RECORD SET:
=== Begin Enclosure ===
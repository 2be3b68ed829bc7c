//! CSV and JSON report emitters for a completed simulation run.
//!
//! File I/O happens only here and only at the end of a run, never
//! interleaved with the subset reader's reads.

mod error;
mod execution_json;
mod format;
mod summary_csv;
mod threads_csv;
mod workers_csv;

pub use error::{Error, Result};
pub use execution_json::write_execution_json;
pub use summary_csv::write_summary_csv;
pub use threads_csv::write_threads_csv;
pub use workers_csv::write_workers_csv;

use std::path::{Path, PathBuf};

use migsim_core::SimConfig;
use migsim_sim::{SchedulerOutcome, SimulationAggregates};

/// Paths of every file `emit_reports` wrote (or would have written before a
/// `--summary-only` suppression).
#[derive(Debug, Clone)]
pub struct ReportPaths {
    pub workers_csv: Option<PathBuf>,
    pub threads_csv: Option<PathBuf>,
    pub summary_csv: PathBuf,
    pub execution_json: PathBuf,
}

/// Emit all four report artifacts for a completed run under `output_dir`,
/// named `<output_name>_*`. When `summary_only` is set, the per-worker and
/// per-thread detail CSVs are skipped; the summary and JSON are always
/// written when a simulation reached completion.
///
/// A failure writing one file is reported (via `tracing::error!`) and does
/// not stop the remaining files from being attempted; the first error
/// encountered is still returned to the caller so it can set a nonzero exit
/// code, matching the emitter's fails-open report-write policy.
pub fn emit_reports(
    output_dir: &Path,
    output_name: &str,
    outcome: &SchedulerOutcome,
    aggregates: &SimulationAggregates,
    config: &SimConfig,
    dropped_count: usize,
    summary_only: bool,
) -> Result<ReportPaths> {
    std::fs::create_dir_all(output_dir).map_err(|source| Error::Write {
        path: output_dir.to_path_buf(),
        source,
    })?;

    let summary_path = output_dir.join(format!("{output_name}_summary.csv"));
    let json_path = output_dir.join(format!("{output_name}_execution_report.json"));
    let workers_path = output_dir.join(format!("{output_name}_workers.csv"));
    let threads_path = output_dir.join(format!("{output_name}_threads.csv"));

    let mut first_error: Option<Error> = None;
    macro_rules! record {
        ($result:expr, $path:expr) => {
            match $result {
                Ok(ok) => Some(ok),
                Err(e) => {
                    tracing::error!(path = %$path.display(), error = %e, "failed to write report file");
                    if first_error.is_none() {
                        first_error = Some(e);
                    }
                    None
                }
            }
        };
    }

    record!(
        write_summary_csv(&summary_path, outcome, aggregates, config, dropped_count),
        summary_path
    );
    record!(
        write_execution_json(&json_path, outcome, aggregates, config),
        json_path
    );

    let mut workers_written = None;
    let mut threads_written = None;
    if !summary_only {
        workers_written = record!(write_workers_csv(&workers_path, &outcome.completed_workers), workers_path)
            .map(|_| workers_path.clone());
        threads_written = record!(write_threads_csv(&threads_path, &outcome.completed_workers), threads_path)
            .map(|_| threads_path.clone());
    }

    let paths = ReportPaths {
        workers_csv: workers_written,
        threads_csv: threads_written,
        summary_csv: summary_path,
        execution_json: json_path,
    };

    match first_error {
        Some(e) => Err(e),
        None => Ok(paths),
    }
}

#[cfg(test)]
mod tests {
    use super::*;
    use migsim_core::{ExecutionMode, TierConfig, WorkerConfig};
    use migsim_sim::scheduler::DroppedSubset;
    use tempfile::TempDir;

    fn config() -> SimConfig {
        SimConfig {
            worker_config: WorkerConfig {
                small: TierConfig::new(6, 4).unwrap(),
                medium: TierConfig::new(4, 6).unwrap(),
                large: TierConfig::new(1, 10).unwrap(),
            },
            straggler_threshold_pct: 20.0,
            mode: ExecutionMode::Concurrent,
            global_max_workers: None,
        }
    }

    #[test]
    fn summary_only_skips_detail_csvs() {
        let tmp = TempDir::new().unwrap();
        let outcome = SchedulerOutcome {
            completed_workers: vec![],
            dropped_subsets: Vec::<DroppedSubset>::new(),
            total_time: 0.0,
        };
        let aggregates = SimulationAggregates::default();
        let paths = emit_reports(tmp.path(), "run", &outcome, &aggregates, &config(), 0, true).unwrap();
        assert!(paths.workers_csv.is_none());
        assert!(paths.threads_csv.is_none());
        assert!(paths.summary_csv.exists());
        assert!(paths.execution_json.exists());
    }

    #[test]
    fn full_emit_writes_all_four_files() {
        let tmp = TempDir::new().unwrap();
        let outcome = SchedulerOutcome {
            completed_workers: vec![],
            dropped_subsets: Vec::<DroppedSubset>::new(),
            total_time: 0.0,
        };
        let aggregates = SimulationAggregates::default();
        let paths = emit_reports(tmp.path(), "run", &outcome, &aggregates, &config(), 0, false).unwrap();
        assert!(paths.workers_csv.unwrap().exists());
        assert!(paths.threads_csv.unwrap().exists());
    }
}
=== End Enclosure ===
EXERCISE DIRECTIONS:
Each line of the records above should be copied exactly.

ANSWER BELOW:
repository 2be3b68ed829bc7c
//! CSV and JSON report emitters for a completed simulation run.
//!
//! File I/O happens only here and only at the end of a run, never
//! interleaved with the subset reader's reads.

mod error;
mod execution_json;
mod format;
mod summary_csv;
mod threads_csv;
mod workers_csv;

pub use error::{Error, Result};
pub use execution_json::write_execution_json;
pub use summary_csv::write_summary_csv;
pub use threads_csv::write_threads_csv;
pub use workers_csv::write_workers_csv;

use std::path::{Path, PathBuf};

use migsim_core::SimConfig;
use migsim_sim::{SchedulerOutcome, SimulationAggregates};

/// Paths of every file `emit_reports` wrote (or would have written before a
/// `--summary-only` suppression).
#[derive(Debug, Clone)]
pub struct ReportPaths {
    pub workers_csv: Option<PathBuf>,
    pub threads_csv: Option<PathBuf>,
    pub summary_csv: PathBuf,
    pub execution_json: PathBuf,
}

/// Emit all four report artifacts for a completed run under `output_dir`,
/// named `<output_name>_*`. When `summary_only` is set, the per-worker and
/// per-thread detail CSVs are skipped; the summary and JSON are always
/// written when a simulation reached completion.
///
/// A failure writing one file is reported (via `tracing::error!`) and does
/// not stop the remaining files from being attempted; the first error
/// encountered is still returned to the caller so it can set a nonzero exit
/// code, matching the emitter's fails-open report-write policy.
pub fn emit_reports(
    output_dir: &Path,
    output_name: &str,
    outcome: &SchedulerOutcome,
    aggregates: &SimulationAggregates,
    config: &SimConfig,
    dropped_count: usize,
    summary_only: bool,
) -> Result<ReportPaths> {
    std::fs::create_dir_all(output_dir).map_err(|source| Error::Write {
        path: output_dir.to_path_buf(),
        source,
    })?;

    let summary_path = output_dir.join(format!("{output_name}_summary.csv"));
    let json_path = output_dir.join(format!("{output_name}_execution_report.json"));
    let workers_path = output_dir.join(format!("{output_name}_workers.csv"));
    let threads_path = output_dir.join(format!("{output_name}_threads.csv"));

    let mut first_error: Option<Error> = None;
    macro_rules! record {
        ($result:expr, $path:expr) => {
            match $result {
                Ok(ok) => Some(ok),
                Err(e) => {
                    tracing::error!(path = %$path.display(), error = %e, "failed to write report file");
                    if first_error.is_none() {
                        first_error = Some(e);
                    }
                    None
                }
            }
        };
    }

    record!(
        write_summary_csv(&summary_path, outcome, aggregates, config, dropped_count),
        summary_path
    );
    record!(
        write_execution_json(&json_path, outcome, aggregates, config),
        json_path
    );

    let mut workers_written = None;
    let mut threads_written = None;
    if !summary_only {
        workers_written = record!(write_workers_csv(&workers_path, &outcome.completed_workers), workers_path)
            .map(|_| workers_path.clone());
        threads_written = record!(write_threads_csv(&threads_path, &outcome.completed_workers), threads_path)
            .map(|_| threads_path.clone());
    }

    let paths = ReportPaths {
        workers_csv: workers_written,
        threads_csv: threads_written,
        summary_csv: summary_path,
        execution_json: json_path,
    };

    match first_error {
        Some(e) => Err(e),
        None => Ok(paths),
    }
}

#[cfg(test)]
mod tests {
    use super::*;
    use migsim_core::{ExecutionMode, TierConfig, WorkerConfig};
    use migsim_sim::scheduler::DroppedSubset;
    use tempfile::TempDir;

    fn config() -> SimConfig {
        SimConfig {
            worker_config: WorkerConfig {
                small: TierConfig::new(6, 4).unwrap(),
                medium: TierConfig::new(4, 6).unwrap(),
                large: TierConfig::new(1, 10).unwrap(),
            },
            straggler_threshold_pct: 20.0,
            mode: ExecutionMode::Concurrent,
            global_max_workers: None,
        }
    }

    #[test]
    fn summary_only_skips_detail_csvs() {
        let tmp = TempDir::new().unwrap();
        let outcome = SchedulerOutcome {
            completed_workers: vec![],
            dropped_subsets: Vec::<DroppedSubset>::new(),
            total_time: 0.0,
        };
        let aggregates = SimulationAggregates::default();
        let paths = emit_reports(tmp.path(), "run", &outcome, &aggregates, &config(), 0, true).unwrap();
        assert!(paths.workers_csv.is_none());
        assert!(paths.threads_csv.is_none());
        assert!(paths.summary_csv.exists());
        assert!(paths.execution_json.exists());
    }

    #[test]
    fn full_emit_writes_all_four_files() {
        let tmp = TempDir::new().unwrap();
        let outcome = SchedulerOutcome {
            completed_workers: vec![],
            dropped_subsets: Vec::<DroppedSubset>::new(),
            total_time: 0.0,
        };
        let aggregates = SimulationAggregates::default();
        let paths = emit_reports(tmp.path(), "run", &outcome, &aggregates, &config(), 0, false).unwrap();
        assert!(paths.workers_csv.unwrap().exists());
        assert!(paths.threads_csv.unwrap().exists());
    }
}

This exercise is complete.